Work request: You are asked to write out the full listing exactly as it stands.

Entries shown:
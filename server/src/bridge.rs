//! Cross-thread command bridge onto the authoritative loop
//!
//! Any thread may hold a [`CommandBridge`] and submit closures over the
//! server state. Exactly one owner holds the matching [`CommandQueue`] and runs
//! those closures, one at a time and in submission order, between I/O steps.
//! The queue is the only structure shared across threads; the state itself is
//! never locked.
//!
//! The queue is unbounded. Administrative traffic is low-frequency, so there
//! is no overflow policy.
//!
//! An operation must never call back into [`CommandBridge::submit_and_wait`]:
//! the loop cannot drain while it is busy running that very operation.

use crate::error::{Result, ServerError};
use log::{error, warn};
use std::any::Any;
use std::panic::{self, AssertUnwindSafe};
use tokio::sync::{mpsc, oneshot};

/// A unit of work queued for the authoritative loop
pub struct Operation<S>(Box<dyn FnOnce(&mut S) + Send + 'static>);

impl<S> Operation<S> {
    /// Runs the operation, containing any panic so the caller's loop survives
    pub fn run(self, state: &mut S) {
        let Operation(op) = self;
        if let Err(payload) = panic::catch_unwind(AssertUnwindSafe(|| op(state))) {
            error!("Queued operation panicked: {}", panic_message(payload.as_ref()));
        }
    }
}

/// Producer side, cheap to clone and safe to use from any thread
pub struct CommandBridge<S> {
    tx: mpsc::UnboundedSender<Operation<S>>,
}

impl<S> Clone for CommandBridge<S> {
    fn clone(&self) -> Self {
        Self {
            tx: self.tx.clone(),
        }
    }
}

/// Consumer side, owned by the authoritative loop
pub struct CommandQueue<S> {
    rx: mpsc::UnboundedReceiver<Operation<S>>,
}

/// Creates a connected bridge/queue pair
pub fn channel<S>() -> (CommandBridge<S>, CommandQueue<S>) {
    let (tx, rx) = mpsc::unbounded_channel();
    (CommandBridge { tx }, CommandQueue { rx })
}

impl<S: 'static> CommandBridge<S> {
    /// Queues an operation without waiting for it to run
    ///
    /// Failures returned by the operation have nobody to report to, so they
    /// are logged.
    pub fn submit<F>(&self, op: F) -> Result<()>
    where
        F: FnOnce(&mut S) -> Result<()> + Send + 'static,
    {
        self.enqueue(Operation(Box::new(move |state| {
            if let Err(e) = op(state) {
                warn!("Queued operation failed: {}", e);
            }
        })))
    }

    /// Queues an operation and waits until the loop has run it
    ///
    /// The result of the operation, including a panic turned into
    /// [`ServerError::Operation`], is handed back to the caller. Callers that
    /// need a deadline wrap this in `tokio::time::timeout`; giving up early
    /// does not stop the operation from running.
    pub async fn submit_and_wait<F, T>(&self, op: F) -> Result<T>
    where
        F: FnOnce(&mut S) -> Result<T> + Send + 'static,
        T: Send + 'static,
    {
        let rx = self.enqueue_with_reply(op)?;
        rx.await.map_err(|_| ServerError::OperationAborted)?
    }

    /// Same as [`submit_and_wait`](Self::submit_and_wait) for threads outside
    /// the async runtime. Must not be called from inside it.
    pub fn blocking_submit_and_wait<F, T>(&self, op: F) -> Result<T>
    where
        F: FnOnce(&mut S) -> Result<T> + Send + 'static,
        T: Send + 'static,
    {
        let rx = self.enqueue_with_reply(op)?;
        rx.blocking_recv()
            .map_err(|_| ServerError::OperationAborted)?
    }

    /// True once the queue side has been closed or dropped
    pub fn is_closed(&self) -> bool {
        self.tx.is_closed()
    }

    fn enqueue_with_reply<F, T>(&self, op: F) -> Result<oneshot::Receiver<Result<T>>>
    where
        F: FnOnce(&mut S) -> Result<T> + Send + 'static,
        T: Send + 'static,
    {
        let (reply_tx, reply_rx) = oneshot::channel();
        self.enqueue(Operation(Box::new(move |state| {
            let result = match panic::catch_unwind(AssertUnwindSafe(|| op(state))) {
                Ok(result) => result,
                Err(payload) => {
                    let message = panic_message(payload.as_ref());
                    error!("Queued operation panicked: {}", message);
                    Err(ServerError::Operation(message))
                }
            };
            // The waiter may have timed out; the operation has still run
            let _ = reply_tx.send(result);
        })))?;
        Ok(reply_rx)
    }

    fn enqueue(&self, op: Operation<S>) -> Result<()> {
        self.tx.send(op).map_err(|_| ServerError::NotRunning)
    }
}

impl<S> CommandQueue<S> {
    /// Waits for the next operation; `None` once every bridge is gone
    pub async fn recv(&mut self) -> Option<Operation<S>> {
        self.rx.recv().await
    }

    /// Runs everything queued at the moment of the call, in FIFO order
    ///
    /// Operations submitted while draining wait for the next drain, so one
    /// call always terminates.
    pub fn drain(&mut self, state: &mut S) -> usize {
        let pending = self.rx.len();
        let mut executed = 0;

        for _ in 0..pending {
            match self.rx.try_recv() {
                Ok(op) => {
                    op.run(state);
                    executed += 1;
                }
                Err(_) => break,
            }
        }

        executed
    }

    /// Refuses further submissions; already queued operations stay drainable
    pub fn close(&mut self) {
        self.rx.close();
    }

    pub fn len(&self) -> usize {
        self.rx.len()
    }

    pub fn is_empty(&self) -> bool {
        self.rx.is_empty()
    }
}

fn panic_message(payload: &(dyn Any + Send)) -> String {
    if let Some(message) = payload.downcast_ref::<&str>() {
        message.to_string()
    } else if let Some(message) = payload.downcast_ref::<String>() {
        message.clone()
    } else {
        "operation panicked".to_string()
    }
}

Answer for this exercise:
filename server/src/bridge.rs
//! Cross-thread command bridge onto the authoritative loop
//!
//! Any thread may hold a [`CommandBridge`] and submit closures over the
//! server state. Exactly one owner holds the matching [`CommandQueue`] and runs
//! those closures, one at a time and in submission order, between I/O steps.
//! The queue is the only structure shared across threads; the state itself is
//! never locked.
//!
//! The queue is unbounded. Administrative traffic is low-frequency, so there
//! is no overflow policy.
//!
//! An operation must never call back into [`CommandBridge::submit_and_wait`]:
//! the loop cannot drain while it is busy running that very operation.

use crate::error::{Result, ServerError};
use log::{error, warn};
use std::any::Any;
use std::panic::{self, AssertUnwindSafe};
use tokio::sync::{mpsc, oneshot};

/// A unit of work queued for the authoritative loop
pub struct Operation<S>(Box<dyn FnOnce(&mut S) + Send + 'static>);

impl<S> Operation<S> {
    /// Runs the operation, containing any panic so the caller's loop survives
    pub fn run(self, state: &mut S) {
        let Operation(op) = self;
        if let Err(payload) = panic::catch_unwind(AssertUnwindSafe(|| op(state))) {
            error!("Queued operation panicked: {}", panic_message(payload.as_ref()));
        }
    }
}

/// Producer side, cheap to clone and safe to use from any thread
pub struct CommandBridge<S> {
    tx: mpsc::UnboundedSender<Operation<S>>,
}

impl<S> Clone for CommandBridge<S> {
    fn clone(&self) -> Self {
        Self {
            tx: self.tx.clone(),
        }
    }
}

/// Consumer side, owned by the authoritative loop
pub struct CommandQueue<S> {
    rx: mpsc::UnboundedReceiver<Operation<S>>,
}

/// Creates a connected bridge/queue pair
pub fn channel<S>() -> (CommandBridge<S>, CommandQueue<S>) {
    let (tx, rx) = mpsc::unbounded_channel();
    (CommandBridge { tx }, CommandQueue { rx })
}

impl<S: 'static> CommandBridge<S> {
    /// Queues an operation without waiting for it to run
    ///
    /// Failures returned by the operation have nobody to report to, so they
    /// are logged.
    pub fn submit<F>(&self, op: F) -> Result<()>
    where
        F: FnOnce(&mut S) -> Result<()> + Send + 'static,
    {
        self.enqueue(Operation(Box::new(move |state| {
            if let Err(e) = op(state) {
                warn!("Queued operation failed: {}", e);
            }
        })))
    }

    /// Queues an operation and waits until the loop has run it
    ///
    /// The result of the operation, including a panic turned into
    /// [`ServerError::Operation`], is handed back to the caller. Callers that
    /// need a deadline wrap this in `tokio::time::timeout`; giving up early
    /// does not stop the operation from running.
    pub async fn submit_and_wait<F, T>(&self, op: F) -> Result<T>
    where
        F: FnOnce(&mut S) -> Result<T> + Send + 'static,
        T: Send + 'static,
    {
        let rx = self.enqueue_with_reply(op)?;
        rx.await.map_err(|_| ServerError::OperationAborted)?
    }

    /// Same as [`submit_and_wait`](Self::submit_and_wait) for threads outside
    /// the async runtime. Must not be called from inside it.
    pub fn blocking_submit_and_wait<F, T>(&self, op: F) -> Result<T>
    where
        F: FnOnce(&mut S) -> Result<T> + Send + 'static,
        T: Send + 'static,
    {
        let rx = self.enqueue_with_reply(op)?;
        rx.blocking_recv()
            .map_err(|_| ServerError::OperationAborted)?
    }

    /// True once the queue side has been closed or dropped
    pub fn is_closed(&self) -> bool {
        self.tx.is_closed()
    }

    fn enqueue_with_reply<F, T>(&self, op: F) -> Result<oneshot::Receiver<Result<T>>>
    where
        F: FnOnce(&mut S) -> Result<T> + Send + 'static,
        T: Send + 'static,
    {
        let (reply_tx, reply_rx) = oneshot::channel();
        self.enqueue(Operation(Box::new(move |state| {
            let result = match panic::catch_unwind(AssertUnwindSafe(|| op(state))) {
                Ok(result) => result,
                Err(payload) => {
                    let message = panic_message(payload.as_ref());
                    error!("Queued operation panicked: {}", message);
                    Err(ServerError::Operation(message))
                }
            };
            // The waiter may have timed out; the operation has still run
            let _ = reply_tx.send(result);
        })))?;
        Ok(reply_rx)
    }

    fn enqueue(&self, op: Operation<S>) -> Result<()> {
        self.tx.send(op).map_err(|_| ServerError::NotRunning)
    }
}

impl<S> CommandQueue<S> {
    /// Waits for the next operation; `None` once every bridge is gone
    pub async fn recv(&mut self) -> Option<Operation<S>> {
        self.rx.recv().await
    }

    /// Runs everything queued at the moment of the call, in FIFO order
    ///
    /// Operations submitted while draining wait for the next drain, so one
    /// call always terminates.
    pub fn drain(&mut self, state: &mut S) -> usize {
        let pending = self.rx.len();
        let mut executed = 0;

        for _ in 0..pending {
            match self.rx.try_recv() {
                Ok(op) => {
                    op.run(state);
                    executed += 1;
                }
                Err(_) => break,
            }
        }

        executed
    }

    /// Refuses further submissions; already queued operations stay drainable
    pub fn close(&mut self) {
        self.rx.close();
    }

    pub fn len(&self) -> usize {
        self.rx.len()
    }

    pub fn is_empty(&self) -> bool {
        self.rx.is_empty()
    }
}

fn panic_message(payload: &(dyn Any + Send)) -> String {
    if let Some(message) = payload.downcast_ref::<&str>() {
        message.to_string()
    } else if let Some(message) = payload.downcast_ref::<String>() {
        message.clone()
    } else {
        "operation panicked".to_string()
    }
}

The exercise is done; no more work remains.